What is required:
From the entries below, list each line with "Option".

Supplied material:

async fn run_actuator<A: Actuator>(
    mut actuator: A,
    intent: IntentReader,
    settings: LoopSettings,
    mut requests: mpsc::Receiver<ActuatorRequest>,
    notices: NoticeSink,
) {
    let name = actuator.name();
    let mut tick = interval(settings.tick);
    tick.set_missed_tick_behavior(MissedTickBehavior::Delay);

    let mut link = LinkState::Connected;
    let mut failures = FailureTracker::new(settings.max_consecutive_failures);
    let mut last_attempt = Instant::now();
    let poll_interval = actuator.poll_interval();
    let mut last_poll = Instant::now();

    info!("{} loop started: {}ms tick", name, settings.tick.as_millis());

    loop {
        // Requests win over ticks so a stop is never delayed by a drive write
        let event = tokio::select! {
            biased;
            request = requests.recv() => LoopEvent::Request(request),
            _ = tick.tick() => LoopEvent::Tick,
        };

        match event {
            LoopEvent::Request(Some(ActuatorRequest::Stop(reply))) => {
                stop_and_reply(&mut actuator, reply);
            }
            LoopEvent::Request(Some(ActuatorRequest::Shutdown(reply))) => {
                stop_and_reply(&mut actuator, reply);
                break;
            }
            LoopEvent::Request(None) => {
                info!("{} handles dropped", name);
                if let Err(e) = actuator.stop() {
                    warn!("{} stop failed: {}", name, e);
                }
                break;
            }
            LoopEvent::Tick if link == LinkState::Connected => {
                match actuator.apply(&intent.snapshot()) {
                    Ok(()) => failures.reset(),
                    Err(e) if !e.kind().is_recoverable() => {
                        error!("{} fault ({}), stopping loop: {}", name, e.kind(), e);
                        if let Err(e) = actuator.stop() {
                            warn!("{} stop after fault failed ({}): {}", name, e.kind(), e);
                        }
                        notices.status(format!("{} FAULT", name.to_uppercase()));
                        break;
                    }
                    Err(e) => {
                        warn!(
                            "{} write failed ({}, {} in a row): {}",
                            name,
                            e.kind(),
                            failures.count() + 1,
                            e
                        );
                        if failures.record() {
                            warn!("{} link lost after {} failures", name, failures.count());
                            actuator.disconnect();
                            link = LinkState::Disconnected;
                            last_attempt = Instant::now();
                            notices.status(format!("{} LOST", name.to_uppercase()));
                            continue;
                        }
                    }
                }

                let poll_due = poll_interval.is_some_and(|every| last_poll.elapsed() >= every);
                if poll_due {
                    last_poll = Instant::now();
                    match run_blocking(actuator, |a| a.poll()).await {
                        Ok((a, result)) => {
                            actuator = a;
                            match result {
                                Ok(Some(telemetry)) => notices.telemetry(telemetry),
                                Ok(None) => {}
                                Err(e) => warn!("{} telemetry unavailable ({}): {}", name, e.kind(), e),
                            }
                        }
                        Err(e) => {
                            error!("{} telemetry worker failed ({}): {}", name, ErrorKind::Logic, e);
                            return;
                        }
                    }
                }
            }
            LoopEvent::Tick if link == LinkState::Disconnected => {
                if last_attempt.elapsed() >= settings.reconnect_interval {
                    debug!("{} reconnecting", name);
                    link = LinkState::Connecting;
                }
            }
            LoopEvent::Tick => {
                // Port open and init sequence run on the blocking pool
                last_attempt = Instant::now();
                match run_blocking(actuator, |a| a.reconnect()).await {
                    Ok((a, Ok(()))) => {
                        actuator = a;
                        link = LinkState::Connected;
                        failures.reset();
                        info!("{} link restored", name);
                        notices.status(format!("{} OK", name.to_uppercase()));
                    }
                    Ok((a, Err(e))) => {
                        actuator = a;
                        link = LinkState::Disconnected;
                        debug!("{} reconnect failed ({}): {}", name, e.kind(), e);
                    }
                    Err(e) => {
                        error!("{} reconnect worker failed ({}): {}", name, ErrorKind::Logic, e);
                        return;
                    }
                }
            }
        }
    }

    info!("{} loop stopped", name);
}
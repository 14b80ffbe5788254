// Inbound line reader for the aux link
//
// Lines are decoded and logged. Read timeouts are routine on an idle link and
// may land mid-line; the partial line is kept until its newline arrives.
// Undecodable lines are protocol errors and are skipped.

use std::io::{self, BufRead};
use std::time::Duration;

use tracing::{debug, error, info, warn};

use super::run_blocking;
use crate::error::ErrorKind;

const ERROR_BACKOFF: Duration = Duration::from_millis(100);

#[derive(Debug, Clone, Copy, Default, PartialEq, Eq)]
pub struct ReaderStats {
    pub lines: u64,
    pub protocol_errors: u64,
}

/// Assembles complete lines from a blocking reader with a read timeout
pub struct LineReader<R> {
    name: &'static str,
    /// `None` once the blocking worker has died
    reader: Option<R>,
    partial: String,
    stats: ReaderStats,
}

impl<R: BufRead + Send + 'static> LineReader<R> {
    pub fn new(reader: R, name: &'static str) -> Self {
        Self {
            name,
            reader: Some(reader),
            partial: String::new(),
            stats: ReaderStats::default(),
        }
    }

    pub fn stats(&self) -> ReaderStats {
        self.stats
    }

    /// Next complete line without its line ending; `None` at end of stream
    pub async fn next_line(&mut self) -> Option<String> {
        let name = self.name;
        loop {
            let reader = self.reader.take()?;
            let buffer = std::mem::take(&mut self.partial);
            let step = run_blocking((reader, buffer), |(r, line)| r.read_line(line)).await;

            let result = match step {
                Ok(((reader, buffer), result)) => {
                    self.reader = Some(reader);
                    self.partial = buffer;
                    result
                }
                Err(e) => {
                    error!("{} reader task failed ({}): {}", name, ErrorKind::Logic, e);
                    return None;
                }
            };

            match result {
                Ok(0) if self.partial.is_empty() => {
                    info!("{} reader reached end of stream", name);
                    self.reader = None;
                    return None;
                }
                Ok(_) => {
                    let complete = std::mem::take(&mut self.partial);
                    self.stats.lines += 1;
                    return Some(complete.trim_end().to_string());
                }
                Err(e) if e.kind() == io::ErrorKind::TimedOut => {
                    debug!("{} idle ({} bytes pending)", name, self.partial.len());
                }
                Err(e) if e.kind() == io::ErrorKind::InvalidData => {
                    self.partial.clear();
                    self.stats.protocol_errors += 1;
                    warn!("{} sent an undecodable line ({}): {}", name, ErrorKind::Protocol, e);
                }
                Err(e) => {
                    self.partial.clear();
                    warn!("{} read failed ({}): {}", name, ErrorKind::Transport, e);
                    tokio::time::sleep(ERROR_BACKOFF).await;
                }
            }
        }
    }
}

/// Read and log lines until the link reports end of stream
pub async fn read_lines<R>(reader: R, name: &'static str) -> ReaderStats
where
    R: BufRead + Send + 'static,
{
    let mut lines = LineReader::new(reader, name);
    info!("{} reader started", name);

    while let Some(line) = lines.next_line().await {
        if !line.is_empty() {
            info!("{} says: {}", name, line);
        }
    }
    lines.stats()
}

Problem solution:
    reader: Option<R>,
    pub async fn next_line(&mut self) -> Option<String> {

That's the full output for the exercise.